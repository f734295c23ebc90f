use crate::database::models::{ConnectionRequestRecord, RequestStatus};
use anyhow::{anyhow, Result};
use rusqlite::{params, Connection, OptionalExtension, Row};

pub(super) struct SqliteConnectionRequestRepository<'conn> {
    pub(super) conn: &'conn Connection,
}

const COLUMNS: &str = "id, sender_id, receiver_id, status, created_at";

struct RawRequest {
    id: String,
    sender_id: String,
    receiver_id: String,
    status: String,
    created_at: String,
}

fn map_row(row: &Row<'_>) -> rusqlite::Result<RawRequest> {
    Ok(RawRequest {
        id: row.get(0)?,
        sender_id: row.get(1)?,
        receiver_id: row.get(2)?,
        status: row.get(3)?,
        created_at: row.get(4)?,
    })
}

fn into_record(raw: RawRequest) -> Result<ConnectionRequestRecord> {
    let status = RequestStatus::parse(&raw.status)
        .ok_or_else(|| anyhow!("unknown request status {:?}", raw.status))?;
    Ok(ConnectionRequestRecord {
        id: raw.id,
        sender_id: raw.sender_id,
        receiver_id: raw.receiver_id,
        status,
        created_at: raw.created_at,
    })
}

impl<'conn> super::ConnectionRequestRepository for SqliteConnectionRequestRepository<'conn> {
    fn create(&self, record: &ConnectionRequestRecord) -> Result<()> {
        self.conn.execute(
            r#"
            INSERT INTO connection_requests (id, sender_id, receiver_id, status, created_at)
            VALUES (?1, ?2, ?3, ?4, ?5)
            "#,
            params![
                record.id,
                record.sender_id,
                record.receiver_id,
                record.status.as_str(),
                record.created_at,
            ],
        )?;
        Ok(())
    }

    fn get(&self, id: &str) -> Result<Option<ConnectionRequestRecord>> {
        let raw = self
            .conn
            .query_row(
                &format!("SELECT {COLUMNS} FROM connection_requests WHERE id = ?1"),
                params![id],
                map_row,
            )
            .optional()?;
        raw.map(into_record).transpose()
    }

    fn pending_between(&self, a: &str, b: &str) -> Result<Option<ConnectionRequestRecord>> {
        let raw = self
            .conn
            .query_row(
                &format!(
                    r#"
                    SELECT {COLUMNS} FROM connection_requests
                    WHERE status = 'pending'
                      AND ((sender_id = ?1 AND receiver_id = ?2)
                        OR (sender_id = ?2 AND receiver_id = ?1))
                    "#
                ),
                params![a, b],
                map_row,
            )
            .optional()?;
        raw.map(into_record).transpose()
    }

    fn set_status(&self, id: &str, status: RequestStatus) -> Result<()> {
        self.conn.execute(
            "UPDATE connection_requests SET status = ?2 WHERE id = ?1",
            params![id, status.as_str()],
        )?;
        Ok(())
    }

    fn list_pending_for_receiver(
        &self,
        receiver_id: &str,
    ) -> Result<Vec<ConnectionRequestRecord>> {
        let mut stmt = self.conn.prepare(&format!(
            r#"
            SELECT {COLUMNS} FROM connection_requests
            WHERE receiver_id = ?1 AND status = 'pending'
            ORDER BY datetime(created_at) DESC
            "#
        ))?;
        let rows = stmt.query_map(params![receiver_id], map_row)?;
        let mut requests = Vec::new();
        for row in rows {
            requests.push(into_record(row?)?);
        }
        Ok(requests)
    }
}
══════════════════════════════
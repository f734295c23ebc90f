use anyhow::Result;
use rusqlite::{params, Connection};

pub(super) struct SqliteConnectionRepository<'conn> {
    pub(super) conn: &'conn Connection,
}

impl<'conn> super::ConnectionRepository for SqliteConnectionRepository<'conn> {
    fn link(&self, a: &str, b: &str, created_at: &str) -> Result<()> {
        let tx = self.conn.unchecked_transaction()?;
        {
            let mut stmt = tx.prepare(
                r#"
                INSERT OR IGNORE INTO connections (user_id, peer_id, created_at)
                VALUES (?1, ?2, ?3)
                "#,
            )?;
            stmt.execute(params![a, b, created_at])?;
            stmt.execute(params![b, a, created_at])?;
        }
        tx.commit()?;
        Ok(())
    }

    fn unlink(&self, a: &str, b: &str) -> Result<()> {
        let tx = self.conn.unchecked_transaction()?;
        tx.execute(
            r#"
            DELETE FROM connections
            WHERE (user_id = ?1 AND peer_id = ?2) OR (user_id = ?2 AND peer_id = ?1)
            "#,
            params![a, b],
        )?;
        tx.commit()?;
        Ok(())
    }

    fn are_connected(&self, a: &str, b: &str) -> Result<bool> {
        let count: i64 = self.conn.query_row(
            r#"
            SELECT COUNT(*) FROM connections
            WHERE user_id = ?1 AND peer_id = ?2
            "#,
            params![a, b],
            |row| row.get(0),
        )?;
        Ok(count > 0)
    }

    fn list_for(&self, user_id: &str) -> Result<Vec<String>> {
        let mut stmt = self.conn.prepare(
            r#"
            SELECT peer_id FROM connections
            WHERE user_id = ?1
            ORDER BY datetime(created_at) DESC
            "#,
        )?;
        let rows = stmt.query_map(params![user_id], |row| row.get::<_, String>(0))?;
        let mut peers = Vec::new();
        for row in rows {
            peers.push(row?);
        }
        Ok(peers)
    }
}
══════════════════════════════
- [ABOUT THIS TASK] Check every line of the data, and copy the ones that contain "execute".

- [SOLUTION TO THIS TASK]
        self.conn.execute(
        self.conn.execute(
            stmt.execute(params![a, b, created_at])?;
            stmt.execute(params![b, a, created_at])?;
        tx.execute(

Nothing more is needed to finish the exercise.